Al ponerse el sol, comienza la velada. Los misioneros con llagas deben enterrar
pequeñas cruces de hierro en ellas y cubrirlas con vendas empapadas en santo crisma.
Han llegado a consumir la mayoría de las hostias, y el sacerdote separa la última para
sostenerla con sus manos en alto por la velada, en la plaza del pueblo. Alrededor, la gente
forma un círculo donde gime y ladra como animales, traen cruces y crucifijos de maderas
y los arrojan alrededor del sacerdote y los misioneros con sus bebés, además de arrojarles
la comida fría del día y sus propios desperdicios. Todos los objetos de madera comienzan
a sangrar y grandes charcos rojos se forman en todo el pueblo, sobre todo bajo el padre
Faustino, que depende de la fuerza de los misioneros, ayudándolo por turnos a mantener
los brazos en alto desde las seis de la tarde hasta las doce de la noche.

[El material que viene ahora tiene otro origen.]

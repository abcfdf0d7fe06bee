use std::collections::HashMap;
use std::rc::Rc;

use chrono::Utc;
use log::{debug, error, info};

use crate::ast::{Expr, ExprId, LiteralValue, Stmt};
use crate::environment::{EnvRef, Environment};
use crate::error::{LoxError, Result};
use crate::output::Output;
use crate::resolver::Locals;
use crate::token::{Token, TokenType};
use crate::value::{LoxClass, LoxFunction, LoxInstance, NativeFunction, Value, INITIALIZER};

/// How a statement finished.
///
/// `return` unwinds as a value, not as an error: every statement list checks
/// it and stops early, and the nearest function call consumes it.
#[derive(Debug, Clone, PartialEq)]
pub enum Flow {
    Normal,
    Return(Value),
}

pub struct Interpreter {
    globals: EnvRef,
    environment: EnvRef,
    locals: Locals,
    output: Output,
}

impl Default for Interpreter {
    fn default() -> Self {
        Self::new()
    }
}
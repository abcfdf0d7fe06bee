use pretty_assertions::assert_eq;

use rox::ast::Stmt;
use rox::error::LoxError;
use rox::parser::Parser;
use rox::resolver::{Locals, Resolver};
use rox::scanner::scan_tokens;

fn program(source: &str) -> Vec<Stmt> {
    let (tokens, errors) = scan_tokens(source);
    assert!(errors.is_empty(), "unexpected lexical errors: {:?}", errors);
    Parser::new(tokens).parse().unwrap()
}

fn resolve(source: &str) -> Result<Locals, Vec<LoxError>> {
    let statements = program(source);
    Resolver::new().resolve(&statements)
}

fn errors(source: &str) -> Vec<String> {
    resolve(source)
        .unwrap_err()
        .iter()
        .map(ToString::to_string)
        .collect()
}

fn distances(source: &str) -> Vec<usize> {
    let mut distances: Vec<usize> = resolve(source).unwrap().into_values().collect();
    distances.sort_unstable();
    distances
}

#[test]
fn globals_are_left_out_of_the_table() {
    assert_eq!(distances("var g = 1; print g; g = 2;"), Vec::<usize>::new());
}

#[test]
fn block_locals_record_scope_distance() {
    assert_eq!(distances("{ var a = 1; { print a; } }"), vec![1]);
    assert_eq!(distances("{ var a = 1; a = 2; }"), vec![0]);
}

#[test]
fn closures_see_enclosing_parameters() {
    assert_eq!(distances("fun f(x) { fun g() { return x; } }"), vec![1]);
}

#[test]
fn innermost_declaration_wins() {
    assert_eq!(distances("{ var a = 1; { var a = 2; print a; } }"), vec![0]);
}

#[test]
fn super_and_this_live_outside_the_method_scope() {
    assert_eq!(
        distances("class A { m() {} } class B < A { m() { super.m(); return this; } }"),
        vec![1, 2]
    );
}

#[test]
fn global_self_reference_in_initializer_is_allowed() {
    assert!(resolve("var a = a;").is_ok());
}

#[test]
fn local_self_reference_in_initializer_is_an_error() {
    assert_eq!(
        errors("{ var a = a; }"),
        vec!["[line 1] Error at 'a': Can't read local variable in its own initializer."]
    );
}

#[test]
fn redeclaring_a_local_is_an_error() {
    assert_eq!(
        errors("{ var a = 1; var a = 2; }"),
        vec!["[line 1] Error at 'a': Already a variable with this name in this scope."]
    );
    assert_eq!(
        errors("fun f(a, a) {}"),
        vec!["[line 1] Error at 'a': Already a variable with this name in this scope."]
    );
}

#[test]
fn redeclaring_a_global_is_allowed() {
    assert!(resolve("var a = 1; var a = 2;").is_ok());
}

#[test]
fn return_rules() {
    assert_eq!(
        errors("return 1;"),
        vec!["[line 1] Error at 'return': Can't return from top-level code."]
    );
    assert_eq!(
        errors("class A { init() { return 1; } }"),
        vec!["[line 1] Error at 'return': Can't return a value from an initializer."]
    );
    assert!(resolve("class A { init() { return; } }").is_ok());
    assert!(resolve("fun f() { return 1; }").is_ok());
}

#[test]
fn this_outside_a_class_is_an_error() {
    assert_eq!(
        errors("print this;"),
        vec!["[line 1] Error at 'this': Can't use 'this' outside of a class."]
    );
    assert_eq!(
        errors("fun f() { return this; }"),
        vec!["[line 1] Error at 'this': Can't use 'this' outside of a class."]
    );
}

#[test]
fn class_cannot_inherit_from_itself() {
    assert_eq!(
        errors("class A < A {}"),
        vec!["[line 1] Error at 'A': A class can't inherit from itself."]
    );
}

#[test]
fn super_misuse_is_an_error() {
    assert_eq!(
        errors("super.f();"),
        vec!["[line 1] Error at 'super': Can't use 'super' outside of a class."]
    );
    assert_eq!(
        errors("class A { f() { super.f(); } }"),
        vec!["[line 1] Error at 'super': Can't use 'super' in a class with no superclass."]
    );
}

#[test]
fn every_error_is_reported_in_one_pass() {
    assert_eq!(
        errors("return 1;\nprint this;\n{ var b = b; }"),
        vec![
            "[line 1] Error at 'return': Can't return from top-level code.",
            "[line 2] Error at 'this': Can't use 'this' outside of a class.",
            "[line 3] Error at 'b': Can't read local variable in its own initializer.",
        ]
    );
}
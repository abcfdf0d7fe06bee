//! Centralised error hierarchy for the **Lox interpreter**.
//!
//! All subsystems (scanner, parser, resolver, runtime, CLI) convert their
//! internal failure modes into one of the variants defined here.  This enables a
//! uniform `Result<T>` alias throughout the crate and ergonomic inter‑operation
//! with `anyhow` in the binary, while still preserving rich diagnostic detail.
//!
//! The module **does not** print diagnostics itself; the host decides where
//! they go and which exit code to use.

use std::fmt;
use std::io;
use thiserror::Error;

use log::info;

use crate::token::{Token, TokenType};

/// Invocation misuse (bad CLI arguments).
pub const EX_USAGE: i32 = 64;

/// Malformed input: lexical, syntax or resolving errors.
pub const EX_DATAERR: i32 = 65;

/// Uncaught runtime error in user code.
pub const EX_SOFTWARE: i32 = 70;

/// Failure reading input.
pub const EX_IOERR: i32 = 74;

/// Canonical error type used throughout the interpreter.
#[derive(Debug, Error)]
#[non_exhaustive]
pub enum LoxError {
    /// Lexical (scanner) error with source line information.
    #[error("[line {line}] Error: {message}")]
    Lex {
        /// Human‑readable description.
        message: String,

        /// 1‑based line where the error occurred.
        line: usize,
    },

    /// Syntactic (parser) error.
    #[error("[line {line}] Error{location}: {message}")]
    Parse {
        message: String,
        line: usize,
        /// ` at 'lexeme'` or ` at end`.
        location: String,
    },

    /// Static‑analysis failure found by the resolver.
    #[error("[line {line}] Error{location}: {message}")]
    Resolve {
        message: String,
        line: usize,
        location: String,
    },

    /// Runtime evaluation error.
    #[error("{message}\n[line {line}]")]
    Runtime { message: String, line: usize },

    /// Wrapper around `std::io::Error` (transparent).  Enables `?` on I/O ops.
    #[error(transparent)]
    Io(#[from] io::Error),

    /// UTF‑8 decoding failure when ingesting external text.
    #[error(transparent)]
    Utf8(#[from] std::str::Utf8Error),
}

/// Renders the `at ...` part of a diagnostic for `token`.
fn location(token: &Token) -> String {
    if token.token_type == TokenType::EOF {
        " at end".to_string()
    } else {
        format!(" at '{}'", token.lexeme)
    }
}

impl LoxError {
    /// Helper constructor for the **scanner**.
    pub fn lex<S: Into<String>>(line: usize, msg: S) -> Self {
        let message: String = msg.into();

        info!("Creating Lex error: line={}, msg={}", line, message);

        LoxError::Lex { message, line }
    }

    /// Helper constructor for the **parser**, located at `token`.
    pub fn parse<S: Into<String>>(token: &Token, msg: S) -> Self {
        let message: String = msg.into();

        info!("Creating Parse error: line={}, msg={}", token.line, message);

        LoxError::Parse {
            message,
            line: token.line,
            location: location(token),
        }
    }

    /// Helper constructor for the **resolver**, located at `token`.
    pub fn resolve<S: Into<String>>(token: &Token, msg: S) -> Self {
        let message: String = msg.into();

        info!("Creating Resolve error: line={}, msg={}", token.line, message);

        LoxError::Resolve {
            message,
            line: token.line,
            location: location(token),
        }
    }

    /// Helper constructor for the **interpreter**; `token` is the operator,
    /// name or paren the failure is attributed to.
    pub fn runtime<S: Into<String>>(token: &Token, msg: S) -> Self {
        let message: String = msg.into();

        info!("Creating Runtime error: line={}, msg={}", token.line, message);

        LoxError::Runtime {
            message,
            line: token.line,
        }
    }

    /// Process exit code a host should use when this error ends a run.
    pub fn exit_code(&self) -> i32 {
        match self {
            LoxError::Lex { .. } | LoxError::Parse { .. } | LoxError::Resolve { .. } => EX_DATAERR,
            LoxError::Runtime { .. } => EX_SOFTWARE,
            LoxError::Io(_) | LoxError::Utf8(_) => EX_IOERR,
        }
    }

    /// `true` for the syntax-class kinds that withhold execution.
    pub fn is_static(&self) -> bool {
        matches!(
            self,
            LoxError::Lex { .. } | LoxError::Parse { .. } | LoxError::Resolve { .. }
        )
    }
}

/// Crate‑wide `Result` alias.
pub type Result<T> = std::result::Result<T, LoxError>;

/// Outcome of a failed `run`: either the static checks rejected the program
/// (every diagnostic is kept) or execution stopped at a runtime error.
#[derive(Debug, Error)]
pub enum RunError {
    #[error("{}", Diagnostics(.0))]
    Static(Vec<LoxError>),

    #[error(transparent)]
    Runtime(LoxError),
}

impl RunError {
    pub fn exit_code(&self) -> i32 {
        match self {
            RunError::Static(_) => EX_DATAERR,
            RunError::Runtime(e) => e.exit_code(),
        }
    }

    /// All diagnostics carried by this outcome, in report order.
    pub fn errors(&self) -> &[LoxError] {
        match self {
            RunError::Static(errors) => errors,
            RunError::Runtime(e) => std::slice::from_ref(e),
        }
    }
}

impl From<LoxError> for RunError {
    fn from(err: LoxError) -> Self {
        if err.is_static() {
            RunError::Static(vec![err])
        } else {
            RunError::Runtime(err)
        }
    }
}

/// One diagnostic per line.
struct Diagnostics<'a>(&'a [LoxError]);

impl fmt::Display for Diagnostics<'_> {
    fn fmt(&self, f: &mut fmt::Formatter<'_>) -> fmt::Result {
        for (i, err) in self.0.iter().enumerate() {
            if i > 0 {
                writeln!(f)?;
            }
            write!(f, "{}", err)?;
        }
        Ok(())
    }
}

El cansancio vence
a uno de los misioneros más jóvenes y pierde el equilibrio, cayendo de cara en la sangre
que ahora cubre hasta las rodillas el pueblo entero. Los pueblerinos apuran a recogerlo
de inmediato, rasguñándolo, mordiéndolo y comiéndolo: no tiene salvación, perdió la
confianza en Dios que lo hubiera mantenido de pie, como a los demás misioneros.